Final annual mortality data from the National Vital Statistics System for a given year are typically released 11 months after the end of the calendar year. Provisional data, which are based on preliminary death certificate data, provide an early estimate of deaths before the release of final data. In 2023, a provisional total of 3,090,582 deaths occurred in the United States. The age-adjusted death rate per 100,000 population was 884.2 among males and 632.8 among females; the overall rate, 750.4, was 6.1% lower than in 2022 (798.8). The overall rate decreased for all age groups.

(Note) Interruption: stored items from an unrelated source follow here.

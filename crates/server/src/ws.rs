//! The persistent duplex surface: one WebSocket connection per client, text
//! frames carrying control headers, binary frames carrying point payloads.
//!
//! Each connection owns one `FrameRouter` and one `RequestLedger`, built at
//! accept time and torn down at close. Dispatch runs as one task per
//! in-flight request; a deadline task races it through the ledger. The
//! single writer task keeps a result header and its payload back-to-back so
//! the outbound pairing invariant holds even with out-of-order completions.

use crate::dispatch::{Dispatcher, reattach_passthrough};
use crate::error::ServerError;
use crate::ledger::{PendingRequest, RequestLedger};
use crate::router::{ClientRequest, FrameRouter, RouterViolation};
use futures_util::{SinkExt, StreamExt};
use pointserve_core::{Algorithm, PointCloud};
use pool::PoolRegistry;
use protocol::ControlFrame;
use std::sync::Arc;
use std::time::{Duration, Instant};
use tokio::net::{TcpListener, TcpStream};
use tokio::sync::{broadcast, mpsc};
use tokio_tungstenite::accept_async;
use tokio_tungstenite::tungstenite::Message;
use tracing::{debug, error, info, warn};

/// Outbound traffic for the connection's single writer task.
enum Outbound {
  Control(ControlFrame),
  /// A success result and its binary payload, written back-to-back.
  ControlWithPayload(ControlFrame, Vec<u8>),
}

/// WebSocket listener owning the pool registry and per-connection wiring.
pub struct Server {
  dispatcher: Arc<Dispatcher>,
  request_timeout: Duration,
  shutdown_tx: broadcast::Sender<()>,
}

impl Server {
  pub fn new(registry: Arc<PoolRegistry>, request_timeout: Duration) -> Self {
    let (shutdown_tx, _) = broadcast::channel(1);
    Self {
      dispatcher: Arc::new(Dispatcher::new(registry)),
      request_timeout,
      shutdown_tx,
    }
  }

  /// Get a handle to signal server shutdown.
  pub fn shutdown_handle(&self) -> ShutdownHandle {
    ShutdownHandle {
      tx: self.shutdown_tx.clone(),
    }
  }

  /// Accept connections until shutdown is signalled.
  pub async fn run(&self, listener: TcpListener) -> Result<(), ServerError> {
    info!(addr = %listener.local_addr()?, "duplex listener ready");
    let mut shutdown_rx = self.shutdown_tx.subscribe();

    loop {
      tokio::select! {
          result = listener.accept() => {
              match result {
                  Ok((stream, peer)) => {
                      debug!(%peer, "client connected");
                      let dispatcher = Arc::clone(&self.dispatcher);
                      let request_timeout = self.request_timeout;
                      let shutdown_rx = self.shutdown_tx.subscribe();
                      tokio::spawn(async move {
                          if let Err(e) = handle_connection(stream, dispatcher, request_timeout, shutdown_rx).await {
                              error!(%peer, "connection error: {e}");
                          }
                      });
                  }
                  Err(e) => {
                      error!("accept error: {e}");
                  }
              }
          }
          _ = shutdown_rx.recv() => {
              info!("shutdown signal received");
              break;
          }
      }
    }

    Ok(())
  }
}

/// Handle to signal server shutdown.
#[derive(Clone)]
pub struct ShutdownHandle {
  tx: broadcast::Sender<()>,
}

impl ShutdownHandle {
  pub fn shutdown(&self) {
    let _ = self.tx.send(());
  }

  /// Subscribe another component (e.g. the HTTP listener) to the same
  /// shutdown signal.
  pub fn subscribe(&self) -> broadcast::Receiver<()> {
    self.tx.subscribe()
  }
}

async fn handle_connection(
  stream: TcpStream,
  dispatcher: Arc<Dispatcher>,
  request_timeout: Duration,
  mut shutdown_rx: broadcast::Receiver<()>,
) -> Result<(), ServerError> {
  let ws = accept_async(stream).await?;
  let (mut sink, mut frames) = ws.split();

  let (out_tx, mut out_rx) = mpsc::unbounded_channel::<Outbound>();
  tokio::spawn(async move {
    while let Some(outbound) = out_rx.recv().await {
      let result = match outbound {
        Outbound::Control(frame) => sink.send(Message::text(frame.to_json())).await,
        Outbound::ControlWithPayload(frame, payload) => {
          match sink.send(Message::text(frame.to_json())).await {
            Ok(()) => sink.send(Message::binary(payload)).await,
            Err(e) => Err(e),
          }
        }
      };
      if result.is_err() {
        break;
      }
    }
    let _ = sink.close().await;
  });

  let ledger = Arc::new(RequestLedger::new());
  let mut router = FrameRouter::new();

  loop {
    tokio::select! {
        message = frames.next() => {
            let Some(message) = message else { break };
            match message? {
                Message::Text(text) => {
                    if let Err(violation) = router.on_text(text.as_str()) {
                        report_violation(&out_tx, violation);
                    }
                }
                Message::Binary(bytes) => match router.on_binary(&bytes) {
                    Ok(request) => spawn_dispatch(
                        request,
                        Arc::clone(&dispatcher),
                        Arc::clone(&ledger),
                        out_tx.clone(),
                        request_timeout,
                    ),
                    Err(violation) => report_violation(&out_tx, violation),
                },
                Message::Close(_) => break,
                Message::Ping(_) | Message::Pong(_) | Message::Frame(_) => {}
            }
        }
        _ = shutdown_rx.recv() => break,
    }
  }

  // Fail whatever is still in flight. The workers themselves are left to
  // finish; their late results find no ledger entry and are discarded.
  for (request_id, pending) in ledger.drain() {
    let frame =
      ControlFrame::failure_result(pending.algorithm, request_id, ServerError::Shutdown.to_string());
    let _ = out_tx.send(Outbound::Control(frame));
  }

  // The writer task drains whatever is queued (teardown failures included)
  // and exits on its own once the last in-flight dispatch or deadline task
  // drops its sender.
  drop(out_tx);
  debug!("connection closed");
  Ok(())
}

/// A violating frame is dropped and reported; when it identified a request,
/// the error is tagged with that request, otherwise it is connection-level.
fn report_violation(out_tx: &mpsc::UnboundedSender<Outbound>, violation: RouterViolation) {
  warn!(error = %violation.error, request_id = ?violation.request_id, "protocol violation, frame dropped");
  let frame = match (violation.request_id, violation.algorithm) {
    (Some(request_id), Some(algorithm)) => {
      ControlFrame::failure_result(algorithm, request_id, violation.error.to_string())
    }
    (request_id, _) => ControlFrame::Error {
      request_id,
      message: violation.error.to_string(),
    },
  };
  let _ = out_tx.send(Outbound::Control(frame));
}

/// One task per in-flight request awaits the worker exchange; a second task
/// holds the deadline. Whichever removes the ledger entry first answers the
/// client. The deadline never kills the worker process.
fn spawn_dispatch(
  request: ClientRequest,
  dispatcher: Arc<Dispatcher>,
  ledger: Arc<RequestLedger>,
  out_tx: mpsc::UnboundedSender<Outbound>,
  request_timeout: Duration,
) {
  let ClientRequest {
    request_id,
    params,
    variant,
    passthrough,
    points,
  } = request;
  let algorithm = params.algorithm();

  let pending = PendingRequest {
    algorithm,
    passthrough,
    issued_at: Instant::now(),
  };
  if ledger.insert(request_id, pending).is_err() {
    warn!(request_id, "requestId already in flight");
    let frame = ControlFrame::failure_result(
      algorithm,
      request_id,
      format!("requestId {request_id} is already in flight"),
    );
    let _ = out_tx.send(Outbound::Control(frame));
    return;
  }

  {
    let ledger = Arc::clone(&ledger);
    let out_tx = out_tx.clone();
    tokio::spawn(async move {
      tokio::time::sleep(request_timeout).await;
      if let Some(pending) = ledger.complete(request_id) {
        warn!(request_id, "request deadline expired");
        let frame = ControlFrame::failure_result(
          pending.algorithm,
          request_id,
          format!("request timed out after {}s", request_timeout.as_secs_f64()),
        );
        let _ = out_tx.send(Outbound::Control(frame));
      }
    });
  }

  tokio::spawn(async move {
    let result = dispatcher.execute(&params, variant, &points).await;

    let Some(pending) = ledger.complete(request_id) else {
      debug!(request_id, "late result discarded");
      return;
    };

    match result {
      Ok(outcome) => {
        debug!(request_id, elapsed = ?pending.issued_at.elapsed(), "request completed");
        let cloud = match PointCloud::from_flat(outcome.points) {
          Ok(cloud) => cloud,
          Err(err) => {
            let frame = ControlFrame::failure_result(algorithm, request_id, err.to_string());
            let _ = out_tx.send(Outbound::Control(frame));
            return;
          }
        };
        let attributes = reattach_passthrough(algorithm, pending.passthrough, cloud.len());
        let cell_count = match algorithm {
          Algorithm::Smooth => None,
          Algorithm::Downsample | Algorithm::VoxelDebug => Some(outcome.cell_count),
        };
        let frame = ControlFrame::success_result(
          algorithm,
          request_id,
          cloud.len(),
          cell_count,
          outcome.processing_time,
          attributes,
        );
        let _ = out_tx.send(Outbound::ControlWithPayload(frame, cloud.to_le_bytes()));
      }
      Err(err) => {
        let frame = ControlFrame::failure_result(algorithm, request_id, err.to_string());
        let _ = out_tx.send(Outbound::Control(frame));
      }
    }
  });
}
//! One pool per (algorithm, variant) pair, built once at startup.

use crate::command::worker_command;
use crate::error::PoolError;
use crate::pool::ProcessPool;
use pointserve_core::{Algorithm, PointserveConfig, Variant};
use std::collections::HashMap;
use std::sync::Arc;
use tracing::info;

/// Explicitly constructed pool map handed to the router, never a
/// process-wide singleton.
pub struct PoolRegistry {
  pools: HashMap<(Algorithm, Variant), Arc<ProcessPool>>,
}

impl PoolRegistry {
  /// Build every (algorithm, variant) pool from config. Pooled variants are
  /// prewarmed; on-demand and scripted variants spawn per call.
  pub async fn from_config(config: &PointserveConfig) -> Result<Self, PoolError> {
    let mut pools = HashMap::new();
    for algorithm in Algorithm::ALL {
      for variant in Variant::ALL {
        let command = worker_command(algorithm, variant, &config.workers)
          .map_err(|err| PoolError::Launch {
            program: format!("{algorithm}/{variant}"),
            source: std::io::Error::other(err.to_string()),
          })?;
        let (capacity, prewarm) = match variant {
          Variant::Pooled => (config.pools.pooled_capacity, true),
          Variant::OnDemand => (config.pools.on_demand_capacity, false),
          Variant::Scripted => (config.pools.scripted_capacity, false),
        };
        let pool = ProcessPool::new(algorithm, variant, command, capacity, prewarm).await?;
        pools.insert((algorithm, variant), Arc::new(pool));
      }
    }
    info!(pools = pools.len(), "process pools ready");
    Ok(Self { pools })
  }

  /// Build a registry from an explicit pool list (tests wire fake workers
  /// this way).
  pub fn from_pools(list: Vec<Arc<ProcessPool>>) -> Self {
    let mut pools = HashMap::new();
    for pool in list {
      pools.insert((pool.algorithm(), pool.variant()), pool);
    }
    Self { pools }
  }

  pub fn get(&self, algorithm: Algorithm, variant: Variant) -> Option<Arc<ProcessPool>> {
    self.pools.get(&(algorithm, variant)).cloned()
  }
}

#[cfg(test)]
mod tests {
  use super::*;
  use crate::command::{WireForm, WorkerCommand};
  use std::path::PathBuf;

  #[tokio::test]
  async fn test_from_pools_keys_by_pair() {
    let command = WorkerCommand {
      program: PathBuf::from("cat"),
      args: Vec::new(),
      wire: WireForm::Text,
    };
    let pool = ProcessPool::new(Algorithm::Downsample, Variant::OnDemand, command, 1, false)
      .await
      .unwrap();
    let registry = PoolRegistry::from_pools(vec![Arc::new(pool)]);
    assert!(registry.get(Algorithm::Downsample, Variant::OnDemand).is_some());
    assert!(registry.get(Algorithm::Downsample, Variant::Pooled).is_none());
    assert!(registry.get(Algorithm::Smooth, Variant::OnDemand).is_none());
  }
}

Overall age-adjusted death rates in 2023 were lowest among non-Hispanic multiracial (352.1) and highest among non-Hispanic Black or African American persons (924.3). The leading causes of death were heart disease, cancer, and unintentional injury. The number of deaths from COVID-19 (76,446) was 68.9% lower than in 2022 (245,614). Provisional death estimates provide an early signal about shifts in mortality trends. Timely and actionable data can guide public health policies and interventions for populations experiencing higher mortality.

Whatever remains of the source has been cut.